1. The practice pursued in this- ease of attaching to the petition a number of exhibits and treating them as the record of the proceedings to be reviewed we do not regard as being in accord with the intention of our Code providing for a writ of review. The sole virtue claimed for such procedure is economy; but this doubtful claim should not supplant the necessity for regularity in compliance with the provisions of our statute. Section 596 of our Code (B. & C. Comp.) clearly does not intend that the petition shall do more than describe with convenient certainty the decision or determination sought to be reviewed, and set forth the errors alleged to have been committed therein. Section 598 of the Code (B. & C. Comp.) provides that before allowing the writ an undertaking with one or more sureties, to be approved by the court, must be filed by the plaintiff, and the statutory amount of such undertaking is sufficient to protect the defendant in such a proceeding against all reasonable pecuniary expenses,' and Section 599 provides for the return of the writ with a copy of the record or proceedings in question annexed, certified to by the clerk or [85]*85other person having the custody of such record or proceedings. This court in Dayton v. Board of Equalization, 33 Or. 131-139 (50 Pac. 1009, 1012), in speaking of the office of the writ of review under our Code, said: “It is substantially the common-law remedy by certiorari, which was invoked for the purpose of having the entire record of the inferior tribunal brought up for inspection, to determine whether it had jurisdiction or had exceeded its jurisdiction, or had failed to proceed according to the essential requirements of the law.” The purpose' of the writ being thus clearly defined, it would seem unnecessary to encumber the petition with numerous exhibits which are copies of the record or proceedings to be reviewed, and like copies of which are to be annexed to and returned with the writ.

2. No provision is made in our Code for filing any pleading after the order directing the issuance of the writ, except the writ itself, with the return of the defendants annexed thereto. There being no provision for a motion to quash the writ, it is doubtful whether such a motion will lie under our Code, for such a motion under the writ of certiorari was made for the purpose of dismissing the proceedings, whereas, under our practice, if the return shows the decision or determination reviewed to be proper, the court must affirm such decision or determination, and, if improper or void, the court must modify, reverse or annul such decision or determination, as the case may be, or by mandate direct the inferior court to proceed in the matter reviewed according to its decision: Section 603, B. & C. Comp.; Woodruff v. County of Douglas, 17 Or. 314-320 (21 Pac. 49). Thus, under our Code, the proceedings are not to be dismissed, but acted upon in accordance with Section 603, B. & C. Comp. There being no return of the writ, the demurrers can only be treated as motions to dismiss the petition for insufficiency of facts to warrant the issuance of a writ, and while we deem such procedure decidedly irregular and not warranted by our Code, inasmuch as the lower court and all parties have practically so regarded the demurrers, they will be so treated in this case, but not to serve as a precedent; the [86]*86proper procedure being, if such a'motion to quash the writ is necessary or permissible under our Code, to file the same on the return day after the return of the writ: 6 Cyc. 16. Under such a motion to dismiss the allegations of the petition are taken as true: 4. Encyc. Pl. & Pr. 250. It will only be necessary, then, to ascertain whether or not the petition states facts sufficient to warrant the issuance of the writ.

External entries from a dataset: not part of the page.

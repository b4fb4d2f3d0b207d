//! Shi-Tomasi corner candidates for feature initialization.

use nalgebra::Vector2;

use super::image::ImageF32;
use super::pyramid::ImagePyramid;

/// A candidate location, reported in level-0 pixel coordinates.
#[derive(Debug, Clone, Copy, PartialEq)]
pub struct CornerCandidate {
    pub pixel: Vector2<f64>,
    /// Smallest eigenvalue of the mean structure tensor in the window.
    pub score: f64,
}

/// Parameters for [`detect_corners`].
#[derive(Debug, Clone, Copy)]
pub struct CornerParams {
    /// Half-width of the summation window (level pixels).
    pub window_half: usize,
    /// Side of the non-maximum-suppression buckets (level pixels).
    pub bucket_size: usize,
    /// Candidates scoring below this are discarded.
    pub min_score: f64,
    /// Minimum distance to the image border (level pixels).
    pub border: usize,
}

/// Detect the best corner per bucket on pyramid level `level`, sorted by
/// descending score.
pub fn detect_corners(
    image: &ImageF32,
    level: usize,
    params: &CornerParams,
) -> Vec<CornerCandidate> {
    let (w, h) = (image.width(), image.height());
    let margin = params.border.max(params.window_half + 1);
    if w <= 2 * margin || h <= 2 * margin || params.bucket_size == 0 {
        return Vec::new();
    }

    // Integral images of gx², gx·gy, gy² with a zero first row/column.
    let stride = w + 1;
    let mut ixx = vec![0.0f64; stride * (h + 1)];
    let mut ixy = vec![0.0f64; stride * (h + 1)];
    let mut iyy = vec![0.0f64; stride * (h + 1)];
    for y in 0..h {
        let (mut rxx, mut rxy, mut ryy) = (0.0, 0.0, 0.0);
        for x in 0..w {
            let (gx, gy) = if x == 0 || y == 0 || x + 1 == w || y + 1 == h {
                (0.0, 0.0)
            } else {
                (
                    0.5 * (image.get(x + 1, y) - image.get(x - 1, y)) as f64,
                    0.5 * (image.get(x, y + 1) - image.get(x, y - 1)) as f64,
                )
            };
            rxx += gx * gx;
            rxy += gx * gy;
            ryy += gy * gy;
            let idx = (y + 1) * stride + x + 1;
            ixx[idx] = ixx[idx - stride] + rxx;
            ixy[idx] = ixy[idx - stride] + rxy;
            iyy[idx] = iyy[idx - stride] + ryy;
        }
    }

    let r = params.window_half;
    let area = ((2 * r + 1) * (2 * r + 1)) as f64;
    let window_sum = |table: &[f64], x: usize, y: usize| -> f64 {
        let (x0, y0, x1, y1) = (x - r, y - r, x + r + 1, y + r + 1);
        table[y1 * stride + x1] - table[y0 * stride + x1] - table[y1 * stride + x0]
            + table[y0 * stride + x0]
    };

    let bs = params.bucket_size;
    let buckets_x = w.div_ceil(bs);
    let buckets_y = h.div_ceil(bs);
    let mut best: Vec<Option<(usize, usize, f64)>> = vec![None; buckets_x * buckets_y];

    for y in margin..h - margin {
        for x in margin..w - margin {
            let a = window_sum(&ixx, x, y) / area;
            let b = window_sum(&ixy, x, y) / area;
            let c = window_sum(&iyy, x, y) / area;
            let half_trace = 0.5 * (a + c);
            let det_term = (0.25 * (a - c) * (a - c) + b * b).sqrt();
            let score = half_trace - det_term;
            if score < params.min_score {
                continue;
            }
            let bucket = (y / bs) * buckets_x + x / bs;
            if best[bucket].map_or(true, |(_, _, s)| score > s) {
                best[bucket] = Some((x, y, score));
            }
        }
    }

    let mut out: Vec<CornerCandidate> = best
        .into_iter()
        .flatten()
        .map(|(x, y, score)| CornerCandidate {
            pixel: ImagePyramid::from_level(&Vector2::new(x as f64, y as f64), level),
            score,
        })
        .collect();
    out.sort_by(|a, b| b.score.total_cmp(&a.score));
    out
}

#[cfg(test)]
mod tests {
    use super::*;

    fn params() -> CornerParams {
        CornerParams { window_half: 2, bucket_size: 8, min_score: 1.0, border: 4 }
    }

    #[test]
    fn test_flat_image_has_no_corners() {
        let img = ImageF32::from_fn(64, 64, |_, _| 80.0);
        assert!(detect_corners(&img, 0, &params()).is_empty());
    }

    #[test]
    fn test_edge_is_not_a_corner() {
        let img = ImageF32::from_fn(64, 64, |x, _| if x < 32 { 20.0 } else { 200.0 });
        assert!(detect_corners(&img, 0, &params()).is_empty());
    }

    #[test]
    fn test_square_corner_is_found() {
        let img = ImageF32::from_fn(64, 64, |x, y| if x >= 30 && y >= 30 { 200.0 } else { 20.0 });
        let corners = detect_corners(&img, 0, &params());
        assert!(!corners.is_empty());
        let best = corners[0];
        assert!((best.pixel.x - 29.5).abs() <= 2.0, "x = {}", best.pixel.x);
        assert!((best.pixel.y - 29.5).abs() <= 2.0, "y = {}", best.pixel.y);
    }

    #[test]
    fn test_level_coordinates_are_scaled() {
        let img = ImageF32::from_fn(64, 64, |x, y| if x >= 30 && y >= 30 { 200.0 } else { 20.0 });
        let c0 = detect_corners(&img, 0, &params())[0];
        let c1 = detect_corners(&img, 1, &params())[0];
        assert!((c1.pixel.x - (2.0 * c0.pixel.x + 0.5)).abs() < 1e-9);
    }
}
//! Threaded orchestration: ordered ingestion, the estimation thread and
//! snapshot publication.

pub mod messages;
pub mod queue;
pub mod shared_state;
pub mod snapshot;
mod vio_system;

pub use messages::{Command, Event};
pub use queue::EventQueue;
pub use shared_state::SharedState;
pub use snapshot::{EstimatorStats, FeatureSnapshot, FilterSnapshot};
pub use vio_system::{MeasurementSender, VioSystem};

3. The petition, after alleging the ownership of three certain lots in the City of Portland by plaintiff, and the corporate, character of the city, and the official character of the other defendants, alleges. that defendants, by the passage of certain resolutions and ordinances, and doing other acts, .all of which are set out or referred to in the petition, assessed to plaintiff’s lots certain sums mentioned therein for the cost of making certain improvements on Main Street, upon which said lots are located, and that such assessments were entered in the docket of city liens, and that, plaintiff having failed to pay such assessments, the lots were afterwards advertised for sale and sold by the city to J. Erainey and J. Keating on June 29, 1903, for the full amount of such assessment and all costs, interest and penalties, and return made of such sale to the proper officer. It is also alleged that thereafter a second delinquent list was obtained by the treasurer from the city auditor and a false return made thereon, to the effect that two only of plaintiff’s lots had been sold and that the other lot had not been sold for want of bidders, which second list and false return thereon were substituted for said first list and true return, which latter had been removed and could not be found. It then alleges the adoption of a resolution by the council on October 5, 1904, directing the auditor of the city to prepare a reassessment on the lots of plaintiff and all other property within the district affected by that portion of Main Street where the improvements were made for which plaintiff’s lots had been sold, which reassessment was based upon the provisions of Section 400 of the charter, providing that a reassessment may be made for the improvement of any street when “the council shall be in doubt as to the validity of such assessment, [87]*87■or any part thereof”; and then alleges various acts of the defendants toward the perfection of snch reassessment and the adoption of ordinances making such reassessment, and declaring the -same a lien upon plaintiff’s lots and authorizing the auditor to take the proper steps for the sale of such lots in case the payment of the assessment should not be made.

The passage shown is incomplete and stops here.